Madame welcomed me warmly. She did the honours of her country house herself. Montreuil, although a pleasant retreat, was in my opinion less lovely than Vaucelles. Madame had successively added, following her whim rather than any design, a hermitage, a tower, a multitude of bridges over a tiny brook, a Chinese pagoda, an outdoors music pavilion and, needless to say, a mock farm, complete with dairy, barn, sheep, shepherds and henhouse. I expressed all of the expected admiration in spite of the artificial and haphazard air of the place, but was sincerely impressed by very fine vegetable gardens, which were the object of Madame’s utmost care. She liked to cook with the produce of her little estate and made an excellent pesto soup herself, after a recipe from her native Italy.

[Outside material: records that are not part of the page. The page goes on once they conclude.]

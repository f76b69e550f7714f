//! Forwarding processor client.
//!
//! Each processor connection has one coalescing send buffer. Sub-messages
//! are appended until the buffer would overflow, the message kind changes
//! or the sub-message count saturates; then the buffered message is sent
//! and a new one started. Workers flush explicitly once they finish a
//! datagram.

use std::fmt;
use std::io::{self, Write};
use std::net::TcpStream;
use std::sync::atomic::{AtomicU64, Ordering};
use std::sync::Arc;

use parking_lot::{Mutex, RwLock};
use tracing::{debug, trace, warn};

use crate::error::{GatewayError, Result};
use crate::proto::provision::{self, MessageKind, SubMessage, HEADER_LEN};
use crate::store::DpId;

/// A message-oriented connection to a forwarding processor.
pub trait ProcessorTransport: Send + Sync {
    /// Sends one complete provisioning message.
    fn send(&self, message: &[u8]) -> io::Result<()>;
}

/// Transport over a TCP stream.
pub struct TcpTransport {
    stream: Mutex<TcpStream>,
}

impl TcpTransport {
    pub fn new(stream: TcpStream) -> Self {
        Self {
            stream: Mutex::new(stream),
        }
    }
}

impl ProcessorTransport for TcpTransport {
    fn send(&self, message: &[u8]) -> io::Result<()> {
        let mut stream = self.stream.lock();
        stream.write_all(message)?;
        stream.flush()
    }
}

struct SendBuffer {
    kind: Option<MessageKind>,
    count: u8,
    bytes: Vec<u8>,
}

impl SendBuffer {
    fn new(capacity: usize) -> Self {
        Self {
            kind: None,
            count: 0,
            bytes: Vec::with_capacity(capacity),
        }
    }

    fn reset(&mut self) {
        self.kind = None;
        self.count = 0;
        self.bytes.clear();
    }
}

/// Provisioning counters of one processor connection.
#[derive(Debug, Clone, Copy, Default, PartialEq, Eq, serde::Serialize)]
pub struct ClientStats {
    pub messages_sent: u64,
    pub sub_messages_sent: u64,
    pub send_errors: u64,
    /// Sub-messages lost to a failed send or a dropped connection.
    pub sub_messages_dropped: u64,
}

/// Outbound side of one forwarding processor.
pub struct ProcessorClient {
    dp: DpId,
    capacity: usize,
    max_subs: u8,
    transport: RwLock<Option<Arc<dyn ProcessorTransport>>>,
    buffer: Mutex<SendBuffer>,
    messages_sent: AtomicU64,
    sub_messages_sent: AtomicU64,
    send_errors: AtomicU64,
    sub_messages_dropped: AtomicU64,
}

impl fmt::Debug for ProcessorClient {
    fn fmt(&self, f: &mut fmt::Formatter<'_>) -> fmt::Result {
        f.debug_struct("ProcessorClient")
            .field("dp", &self.dp)
            .field("connected", &self.is_connected())
            .finish()
    }
}

impl ProcessorClient {
    /// Creates a disconnected client.
    ///
    /// `capacity` is the largest message sent in one go and must hold at
    /// least a header and one session sub-message.
    pub fn new(dp: DpId, capacity: usize, max_subs: u8) -> Self {
        let min = HEADER_LEN + provision::SUB_HEADER_LEN + provision::SESSION_BODY_LEN;
        let capacity = capacity.max(min);
        Self {
            dp,
            capacity,
            max_subs: max_subs.max(1),
            transport: RwLock::new(None),
            buffer: Mutex::new(SendBuffer::new(capacity)),
            messages_sent: AtomicU64::new(0),
            sub_messages_sent: AtomicU64::new(0),
            send_errors: AtomicU64::new(0),
            sub_messages_dropped: AtomicU64::new(0),
        }
    }

    pub fn dp(&self) -> DpId {
        self.dp
    }

    pub fn is_connected(&self) -> bool {
        self.transport.read().is_some()
    }

    /// Binds the client to a live connection.
    pub fn attach(&self, transport: Arc<dyn ProcessorTransport>) {
        self.buffer.lock().reset();
        *self.transport.write() = Some(transport);
    }

    /// Drops the connection and anything still buffered.
    pub fn detach(&self) {
        *self.transport.write() = None;
        let mut buffer = self.buffer.lock();
        if buffer.count > 0 {
            warn!(dp = %self.dp, dropped = buffer.count, "Discarding buffered sub-messages");
            self.sub_messages_dropped
                .fetch_add(u64::from(buffer.count), Ordering::Relaxed);
        }
        buffer.reset();
    }

    /// Appends a sub-message, flushing first if it does not fit.
    pub fn enqueue(&self, kind: MessageKind, sub: &SubMessage) -> Result<()> {
        let transport = self
            .transport
            .read()
            .clone()
            .ok_or(GatewayError::ProcessorUnavailable(self.dp))?;

        let mut buffer = self.buffer.lock();
        let needs_flush = buffer.count > 0
            && (buffer.kind != Some(kind)
                || buffer.bytes.len() + sub.encoded_len() > self.capacity
                || buffer.count >= self.max_subs);
        if needs_flush {
            // On failure the buffered sub-messages of other sessions are gone
            // too. Those sessions fail once the connection is reported down.
            self.send_locked(&mut buffer, transport.as_ref())?;
        }

        if buffer.count == 0 {
            buffer.bytes.clear();
            buffer.bytes.resize(HEADER_LEN, 0);
            buffer.kind = Some(kind);
        }
        sub.encode(&mut buffer.bytes);
        buffer.count += 1;
        trace!(dp = %self.dp, sub_type = %sub.sub_type, count = buffer.count, "Queued sub-message");
        Ok(())
    }

    /// Sends the buffered message, if any.
    pub fn flush(&self) -> Result<()> {
        let transport = self.transport.read().clone();
        let mut buffer = self.buffer.lock();
        if buffer.count == 0 {
            return Ok(());
        }
        match transport {
            Some(transport) => self.send_locked(&mut buffer, transport.as_ref()),
            None => {
                self.sub_messages_dropped
                    .fetch_add(u64::from(buffer.count), Ordering::Relaxed);
                buffer.reset();
                Err(GatewayError::ProcessorUnavailable(self.dp))
            }
        }
    }

    /// Number of sub-messages waiting in the buffer.
    pub fn pending(&self) -> usize {
        usize::from(self.buffer.lock().count)
    }

    pub fn stats(&self) -> ClientStats {
        ClientStats {
            messages_sent: self.messages_sent.load(Ordering::Relaxed),
            sub_messages_sent: self.sub_messages_sent.load(Ordering::Relaxed),
            send_errors: self.send_errors.load(Ordering::Relaxed),
            sub_messages_dropped: self.sub_messages_dropped.load(Ordering::Relaxed),
        }
    }

    fn send_locked(&self, buffer: &mut SendBuffer, transport: &dyn ProcessorTransport) -> Result<()> {
        let kind = buffer.kind.unwrap_or(MessageKind::Request);
        let count = buffer.count;
        let len = buffer.bytes.len() as u32;
        provision::write_header(&mut buffer.bytes, kind, count, len);
        let result = transport.send(&buffer.bytes);
        buffer.reset();
        match result {
            Ok(()) => {
                self.messages_sent.fetch_add(1, Ordering::Relaxed);
                self.sub_messages_sent
                    .fetch_add(u64::from(count), Ordering::Relaxed);
                debug!(dp = %self.dp, count, bytes = len, "Flushed provisioning message");
                Ok(())
            }
            Err(e) => {
                self.send_errors.fetch_add(1, Ordering::Relaxed);
                self.sub_messages_dropped
                    .fetch_add(u64::from(count), Ordering::Relaxed);
                warn!(dp = %self.dp, error = %e, dropped = count, "Provisioning send failed");
                Err(e.into())
            }
        }
    }
}

#[cfg(test)]
mod tests {
    use super::*;
    use crate::proto::provision::{ProvisionMessage, SubType};
    use crate::store::{TunnelKind, TunnelSpec, VrfId};
    use pretty_assertions::assert_eq;
    use std::net::Ipv4Addr;

    #[derive(Default)]
    struct Capture {
        sent: Mutex<Vec<Vec<u8>>>,
    }

    impl ProcessorTransport for Capture {
        fn send(&self, message: &[u8]) -> io::Result<()> {
            self.sent.lock().push(message.to_vec());
            Ok(())
        }
    }

    fn tunnel(n: u8) -> SubMessage {
        SubMessage::tunnel(
            SubType::AddTunnel,
            TunnelSpec {
                kind: TunnelKind::Gre,
                vrf: VrfId(1),
                local_ip: Ipv4Addr::new(192, 0, 2, 1),
                peer_ip: Ipv4Addr::new(198, 51, 100, n),
            },
        )
    }

    fn client(capacity: usize, max_subs: u8) -> (ProcessorClient, Arc<Capture>) {
        let capture = Arc::new(Capture::default());
        let client = ProcessorClient::new(DpId(1), capacity, max_subs);
        client.attach(capture.clone());
        (client, capture)
    }

    #[test]
    fn test_enqueue_requires_connection() {
        let client = ProcessorClient::new(DpId(1), 1024, 8);
        let err = client.enqueue(MessageKind::Request, &tunnel(1)).unwrap_err();
        assert!(matches!(err, GatewayError::ProcessorUnavailable(DpId(1))));
    }

    #[test]
    fn test_coalesces_until_flush() {
        let (client, capture) = client(1024, 8);
        for n in 1..=3 {
            client.enqueue(MessageKind::Request, &tunnel(n)).unwrap();
        }
        assert!(capture.sent.lock().is_empty());
        client.flush().unwrap();

        let sent = capture.sent.lock();
        assert_eq!(sent.len(), 1);
        let msg = ProvisionMessage::decode(&sent[0]).unwrap();
        assert_eq!(msg.subs.len(), 3);
        assert_eq!(client.stats().sub_messages_sent, 3);
    }

    #[test]
    fn test_flushes_when_count_saturates() {
        let (client, capture) = client(4096, 2);
        for n in 1..=5 {
            client.enqueue(MessageKind::Request, &tunnel(n)).unwrap();
        }
        assert_eq!(capture.sent.lock().len(), 2);
        assert_eq!(client.pending(), 1);
    }

    #[test]
    fn test_flushes_before_overflow() {
        // Room for a header and exactly three tunnel sub-messages.
        let (client, capture) = client(HEADER_LEN + 3 * 20, 255);
        for n in 1..=4 {
            client.enqueue(MessageKind::Request, &tunnel(n)).unwrap();
        }
        let sent = capture.sent.lock();
        assert_eq!(sent.len(), 1);
        assert_eq!(sent[0].len(), HEADER_LEN + 3 * 20);
        assert_eq!(client.pending(), 1);
    }

    #[test]
    fn test_kind_change_flushes() {
        let (client, capture) = client(4096, 255);
        client.enqueue(MessageKind::Request, &tunnel(1)).unwrap();
        client.enqueue(MessageKind::Reply, &tunnel(2)).unwrap();
        assert_eq!(capture.sent.lock().len(), 1);
        client.flush().unwrap();
        let sent = capture.sent.lock();
        assert_eq!(sent[1][0], MessageKind::Reply as u8);
    }

    struct Broken;

    impl ProcessorTransport for Broken {
        fn send(&self, _message: &[u8]) -> io::Result<()> {
            Err(io::Error::new(io::ErrorKind::BrokenPipe, "peer gone"))
        }
    }

    #[test]
    fn test_failed_flush_counts_dropped_subs() {
        let client = ProcessorClient::new(DpId(1), 4096, 2);
        client.attach(Arc::new(Broken));
        client.enqueue(MessageKind::Request, &tunnel(1)).unwrap();
        client.enqueue(MessageKind::Request, &tunnel(2)).unwrap();

        let err = client.enqueue(MessageKind::Request, &tunnel(3)).unwrap_err();
        assert!(matches!(err, GatewayError::Io(_)));
        assert_eq!(client.pending(), 0);
        let stats = client.stats();
        assert_eq!((stats.send_errors, stats.sub_messages_dropped), (1, 2));
        assert_eq!(stats.sub_messages_sent, 0);
    }

    #[test]
    fn test_detach_discards_buffer() {
        let (client, capture) = client(4096, 255);
        client.enqueue(MessageKind::Request, &tunnel(1)).unwrap();
        client.detach();
        assert!(!client.is_connected());
        assert_eq!(client.pending(), 0);
        assert!(capture.sent.lock().is_empty());
        assert_eq!(client.stats().sub_messages_dropped, 1);
    }
}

I played the pianoforte and sang for Madame, which seemed to bring her comfort in spite of the fact that she had not much of an ear. She asked many questions about Aimée and requested that I bring her with me. At first, I had noticed that Madame often gave off whiffs of liquor, spoke rather too loudly, walked with an unsteady gait and in general acted in such a way as to indicate that she had du vent dans les voiles, “wind in her sails,” as the saying goes. During those moments, the only company, beside mine, she seemed to tolerate with equanimity was that of Rosalie, a young Negress. She had been “given” as a little girl to Madame, as if she had been a canary or a lapdog. Rosalie was about my age, graceful and delicate, with the darkest skin I had ever seen. She showed endless patience with Madame’s bouts of temper. I did not want to expose my daughter, then only four years of age, to the sight of the poor princess in her cups, leaning on Rosalie for support. I have always found drunkenness unappealing, especially in a female.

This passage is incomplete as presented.